Always start with the .sbt file and only add the .scala file when needed. The rule of thumb is to define all the settings in the .sbt file and use .scala files when you need to factor out a val or object or method definition. For multiproject setup, the build.scala file is used to define common settings and tasks for multiple projects.

SBT project structure is recursive. The project directory is another project inside your project that knows how to build your project. And the project/project knows how to build the parent project. The .scala build configuration is an SBT project.

Adding Dependencies and Custom Tasks

There are two ways you can manage dependencies with SBT: manual and automatic. To manually manage dependencies, copy the .jar files you want to the lib folder. SBT will put these .jar files on the classpath when compiling, running, and testing. The downside is now you’re responsible for managing those .jars, updating them, or adding them. The most common and recommended way to manage dependencies in SBT projects is to allow SBT to do it for you. In automatic dependencies management, you specify the dependency in your build definition file, and SBT handles the rest. For example, the following build.sbt file adds a jetty server as a dependency:

libraryDependencies += "org.eclipse.jetty" % "jetty-server" %
     "7.3.0v20110203"

The libraryDependencies is setting a key to add dependencies to the project so that SBT can handle them automatically. This key holds the sequence of all the dependencies for a given project. The following is how you define dependency in SBT:

groupID % artifactID % version

This way of referring to dependencies is exactly how dependencies are resolved in Maven using Project Object Model (POM) files. Any dependency can be uniquely found using the three properties in the preceding code.

Note

If you use %% after groupID, SBT will add the Scala version of the project to the artifact ID.
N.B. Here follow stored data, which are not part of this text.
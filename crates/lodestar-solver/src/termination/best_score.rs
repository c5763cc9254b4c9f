//! Target score limit.

use lodestar_core::score::Score;

use crate::scope::SolverScope;

use super::Termination;

/// Terminates once the best score reaches the target.
#[derive(Debug, Clone, Copy)]
pub struct BestScoreTermination<Sc: Score> {
    target: Sc,
}

impl<Sc: Score> BestScoreTermination<Sc> {
    pub fn new(target: Sc) -> Self {
        Self { target }
    }
}

impl<Sc: Score> Termination<Sc> for BestScoreTermination<Sc> {
    fn is_terminated(&self, scope: &SolverScope<Sc>) -> bool {
        scope.best_score().is_some_and(|best| best >= self.target)
    }
}
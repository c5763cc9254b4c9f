//! Scope hierarchy for solver execution.
//!
//! - [`SolverScope`]: owns the score director, best solution and rng
//! - [`PhaseScope`]: per-phase step count and timing
//! - [`StepScope`]: one step within a phase

mod phase;
mod solver;
mod step;

pub use phase::PhaseScope;
pub use solver::{BestSolutionCallback, SolverScope};
pub use step::StepScope;
//! Cross-class join constraint: every (a, b) pair passing the joiners.

use lodestar_core::domain::Solution;
use lodestar_core::error::{Result, SolverError};
use lodestar_core::score::Score;
use lodestar_core::{ConstraintRef, ImpactType};

use crate::analysis::{ConstraintMatch, EntityRef};
use crate::stream::joiner::Joiner;
use crate::stream::PairWeightFn;

use super::indexes::{residual_joiners, JoinIndex, Side};
use super::{signed, IncrementalConstraint};

pub struct CrossConstraint<Sc: Score> {
    constraint_ref: ConstraintRef,
    impact: ImpactType,
    sources: Vec<usize>,
    class_a: usize,
    class_b: usize,
    joiners: Vec<Joiner<Sc>>,
    residual: Vec<Joiner<Sc>>,
    weight: PairWeightFn<Sc>,
    /// A-side members, probed when a B entity changes.
    index_a: JoinIndex<Sc>,
    /// B-side members, probed when an A entity changes.
    index_b: JoinIndex<Sc>,
}

impl<Sc: Score> CrossConstraint<Sc> {
    pub fn new(
        constraint_ref: ConstraintRef,
        impact: ImpactType,
        class_a: usize,
        class_b: usize,
        joiners: Vec<Joiner<Sc>>,
        weight: PairWeightFn<Sc>,
    ) -> Self {
        let sources = if class_a == class_b {
            vec![class_a]
        } else {
            vec![class_a, class_b]
        };
        let index_a = JoinIndex::new(&joiners, Side::Left);
        let index_b = JoinIndex::new(&joiners, Side::Right);
        let residual = residual_joiners(&joiners);
        Self {
            constraint_ref,
            impact,
            sources,
            class_a,
            class_b,
            joiners,
            residual,
            weight,
            index_a,
            index_b,
        }
    }

    fn residual_holds(&self, solution: &Solution<Sc>, a: usize, b: usize) -> bool {
        self.residual.iter().all(|j| j.holds(solution, a, b))
    }

    /// Every joiner, index-backed ones included; used by the stateless path.
    fn all_hold(&self, solution: &Solution<Sc>, a: usize, b: usize) -> bool {
        self.joiners.iter().all(|j| j.holds(solution, a, b))
    }

    fn delta(&self, solution: &Solution<Sc>, a: usize, b: usize) -> Sc {
        signed(self.impact, (self.weight)(solution, a, b))
    }

    /// Total contribution of one A entity against the current B index.
    fn a_total(&self, solution: &Solution<Sc>, a: usize) -> Result<Sc> {
        let mut total = Sc::zero();
        for b in self.index_b.candidates(solution, a) {
            if self.class_a == self.class_b && a == b {
                continue;
            }
            if self.residual_holds(solution, a, b) {
                total = total
                    .checked_add(&self.delta(solution, a, b))
                    .ok_or_else(|| SolverError::ScoreOverflow(self.constraint_ref.full_name()))?;
            }
        }
        Ok(total)
    }

    /// Total contribution of one B entity against the current A index.
    fn b_total(&self, solution: &Solution<Sc>, b: usize) -> Result<Sc> {
        let mut total = Sc::zero();
        for a in self.index_a.candidates(solution, b) {
            if self.class_a == self.class_b && a == b {
                continue;
            }
            if self.residual_holds(solution, a, b) {
                total = total
                    .checked_add(&self.delta(solution, a, b))
                    .ok_or_else(|| SolverError::ScoreOverflow(self.constraint_ref.full_name()))?;
            }
        }
        Ok(total)
    }
}

impl<Sc: Score> IncrementalConstraint<Sc> for CrossConstraint<Sc> {
    fn constraint_ref(&self) -> &ConstraintRef {
        &self.constraint_ref
    }

    fn source_classes(&self) -> &[usize] {
        &self.sources
    }

    fn initialize(&mut self, solution: &Solution<Sc>) -> Result<Sc> {
        self.index_a.clear();
        self.index_b.clear();
        for a in 0..solution.entities[self.class_a].len() {
            self.index_a.insert(solution, a);
        }
        for b in 0..solution.entities[self.class_b].len() {
            self.index_b.insert(solution, b);
        }
        let mut total = Sc::zero();
        for a in 0..solution.entities[self.class_a].len() {
            total = total
                .checked_add(&self.a_total(solution, a)?)
                .ok_or_else(|| SolverError::ScoreOverflow(self.constraint_ref.full_name()))?;
        }
        Ok(total)
    }

    fn evaluate(&self, solution: &Solution<Sc>) -> Result<Sc> {
        let mut total = Sc::zero();
        for a in 0..solution.entities[self.class_a].len() {
            for b in 0..solution.entities[self.class_b].len() {
                if self.class_a == self.class_b && a == b {
                    continue;
                }
                if self.all_hold(solution, a, b) {
                    total = total
                        .checked_add(&self.delta(solution, a, b))
                        .ok_or_else(|| SolverError::ScoreOverflow(self.constraint_ref.full_name()))?;
                }
            }
        }
        Ok(total)
    }

    fn on_retract(&mut self, solution: &Solution<Sc>, class: usize, entity: usize) -> Result<Sc> {
        let mut delta = Sc::zero();
        if class == self.class_a {
            self.index_a.remove(solution, entity);
            delta = delta
                .checked_sub(&self.a_total(solution, entity)?)
                .ok_or_else(|| SolverError::ScoreOverflow(self.constraint_ref.full_name()))?;
        }
        if class == self.class_b {
            self.index_b.remove(solution, entity);
            delta = delta
                .checked_sub(&self.b_total(solution, entity)?)
                .ok_or_else(|| SolverError::ScoreOverflow(self.constraint_ref.full_name()))?;
        }
        Ok(delta)
    }

    fn on_insert(&mut self, solution: &Solution<Sc>, class: usize, entity: usize) -> Result<Sc> {
        let mut delta = Sc::zero();
        if class == self.class_a {
            delta = delta
                .checked_add(&self.a_total(solution, entity)?)
                .ok_or_else(|| SolverError::ScoreOverflow(self.constraint_ref.full_name()))?;
            self.index_a.insert(solution, entity);
        }
        if class == self.class_b {
            delta = delta
                .checked_add(&self.b_total(solution, entity)?)
                .ok_or_else(|| SolverError::ScoreOverflow(self.constraint_ref.full_name()))?;
            self.index_b.insert(solution, entity);
        }
        Ok(delta)
    }

    fn collect_matches(&self, solution: &Solution<Sc>) -> Result<Vec<ConstraintMatch<Sc>>> {
        let mut out = Vec::new();
        for a in 0..solution.entities[self.class_a].len() {
            for b in 0..solution.entities[self.class_b].len() {
                if self.class_a == self.class_b && a == b {
                    continue;
                }
                if !self.all_hold(solution, a, b) {
                    continue;
                }
                let id_a = solution.entities[self.class_a][a].id;
                let id_b = solution.entities[self.class_b][b].id;
                out.push(ConstraintMatch::new(
                    self.constraint_ref.clone(),
                    self.delta(solution, a, b),
                    vec![
                        EntityRef::new(self.class_a, a, id_a),
                        EntityRef::new(self.class_b, b, id_b),
                    ],
                    format!("join ids=({id_a}, {id_b})"),
                ));
            }
        }
        Ok(out)
    }
}

impl<Sc: Score> std::fmt::Debug for CrossConstraint<Sc> {
    fn fmt(&self, f: &mut std::fmt::Formatter<'_>) -> std::fmt::Result {
        f.debug_struct("CrossConstraint")
            .field("name", &self.constraint_ref.name)
            .field("impact", &self.impact)
            .field("class_a", &self.class_a)
            .field("class_b", &self.class_b)
            .finish()
    }
}
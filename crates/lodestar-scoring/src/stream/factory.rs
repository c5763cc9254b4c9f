//! Entry point of the fluent constraint API.

use std::sync::Arc;

use lodestar_core::domain::DomainRegistry;
use lodestar_core::error::{Result, SolverError};
use lodestar_core::score::Score;

use super::joiner::Joiner;
use super::{BiStream, UniStream};

/// Creates constraint streams against a frozen domain registry.
///
/// Class names are resolved here, so a typo fails when the constraint set
/// is defined instead of in the middle of a solve.
#[derive(Debug, Clone)]
pub struct ConstraintFactory<Sc: Score> {
    registry: Arc<DomainRegistry>,
    _score: std::marker::PhantomData<Sc>,
}

impl<Sc: Score> ConstraintFactory<Sc> {
    pub fn new(registry: Arc<DomainRegistry>) -> Self {
        Self {
            registry,
            _score: std::marker::PhantomData,
        }
    }

    pub fn registry(&self) -> &Arc<DomainRegistry> {
        &self.registry
    }

    pub(crate) fn resolve_class(&self, name: &str) -> Result<usize> {
        self.registry
            .entity_class_index(name)
            .ok_or_else(|| SolverError::DomainModel(format!("unknown entity class '{name}'")))
    }

    /// Stream over every entity of a class.
    pub fn for_each(&self, class: &str) -> Result<UniStream<Sc>> {
        Ok(UniStream::new(self.clone(), self.resolve_class(class)?))
    }

    /// Stream over unique pairs within a class: (earlier, later) by entity
    /// position, n(n-1)/2 candidates, joiners seeing the earlier entity as
    /// the left side.
    pub fn for_each_unique_pair(
        &self,
        class: &str,
        joiners: Vec<Joiner<Sc>>,
    ) -> Result<BiStream<Sc>> {
        let class = self.resolve_class(class)?;
        Ok(BiStream::new_unique_pair(class, joiners))
    }
}
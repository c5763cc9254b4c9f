//! Tabu search acceptor.

use std::collections::{HashSet, VecDeque};

use rand_chacha::ChaCha8Rng;

use lodestar_core::score::Score;

use crate::heuristic::r#move::MoveKey;

use super::Acceptor;

/// Rejects moves whose key was chosen within the last `tabu_size` steps,
/// unless the move would beat the best score seen so far (aspiration).
#[derive(Debug, Clone)]
pub struct TabuSearchAcceptor {
    tabu_size: usize,
    recency: VecDeque<MoveKey>,
    tabu: HashSet<MoveKey>,
}

impl TabuSearchAcceptor {
    pub fn new(tabu_size: usize) -> Self {
        Self {
            tabu_size: tabu_size.max(1),
            recency: VecDeque::new(),
            tabu: HashSet::new(),
        }
    }
}

impl Default for TabuSearchAcceptor {
    fn default() -> Self {
        Self::new(7)
    }
}

impl<Sc: Score> Acceptor<Sc> for TabuSearchAcceptor {
    fn is_accepted(
        &mut self,
        _rng: &mut ChaCha8Rng,
        _last_step_score: Sc,
        best_score: Sc,
        move_score: Sc,
        key: MoveKey,
    ) -> bool {
        if !self.tabu.contains(&key) {
            return true;
        }
        // Aspiration: a tabu move that improves on the global best is
        // clearly not a cycle.
        move_score > best_score
    }

    fn phase_started(&mut self, _initial_score: Sc) {
        self.recency.clear();
        self.tabu.clear();
    }

    fn step_ended(&mut self, _step_score: Sc, chosen: Option<MoveKey>) {
        let Some(key) = chosen else {
            return;
        };
        self.recency.push_back(key);
        self.tabu.insert(key);
        while self.recency.len() > self.tabu_size {
            if let Some(expired) = self.recency.pop_front() {
                // Only drop from the set if no younger entry shares the key.
                if !self.recency.contains(&expired) {
                    self.tabu.remove(&expired);
                }
            }
        }
    }
}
SBT uses a set of resolvers to locate project dependencies and download them. In SBT, a resolver is mapped to a URL that hosts dependencies (like Maven repositories). By default, SBT uses Maven2 and Typesafe ivy releases^[5] to resolve dependencies. You can also easily add new resolvers to the list of existing resolvers using the resolvers key.

⁵ Index of ivy-releases, http://repo.typesafe.com/typesafe/ivy-releases.

resolvers += "Local Maven Repository" at
"file://"+Path.userHome+"/.m2/repository"

SBT automatically picks up the build configuration changes, but you can also explicitly run the reload and update tasks to recompile and resolve dependencies.

Note

SBT uses Apache Ivy to implement and manage dependencies. Apache Ivy is a dependency manager with flexibility and configurability.

You can also declare dependencies for a specific configuration (scope) by specifying an additional value after the version in the dependency declaration. The following line declares the dependency to specs (unit testing framework for Scala) but only for a test configuration:

libraryDependencies += "org.scala-tools.testing" % "specs" % "1.6.2" % "test"

Now this dependency is only available for classes under src/main/test. Here’s how the build.sbt looks after all the changes:

scalaVersion := "2.10.0"

name := "Testing SBT"

version := "1.0"

scalacOptions ++= Seq("-unchecked", "-deprecation")

libraryDependencies ++= Seq(

"org.eclipse.jetty" % "jetty-server" % "7.0.0.RC2",
"org.scala-tools.testing" % "specs" % "1.6.2" % "test")

Another common thing you can do with SBT is create custom tasks for the project. For custom tasks, the .scala build definition file is used because the .sbt build file doesn’t support it. To create custom tasks follow these steps:

1.  Create a TaskKey.

2.  Provide a value for the TaskKey.

3.  Put the task in the .scala build file under project.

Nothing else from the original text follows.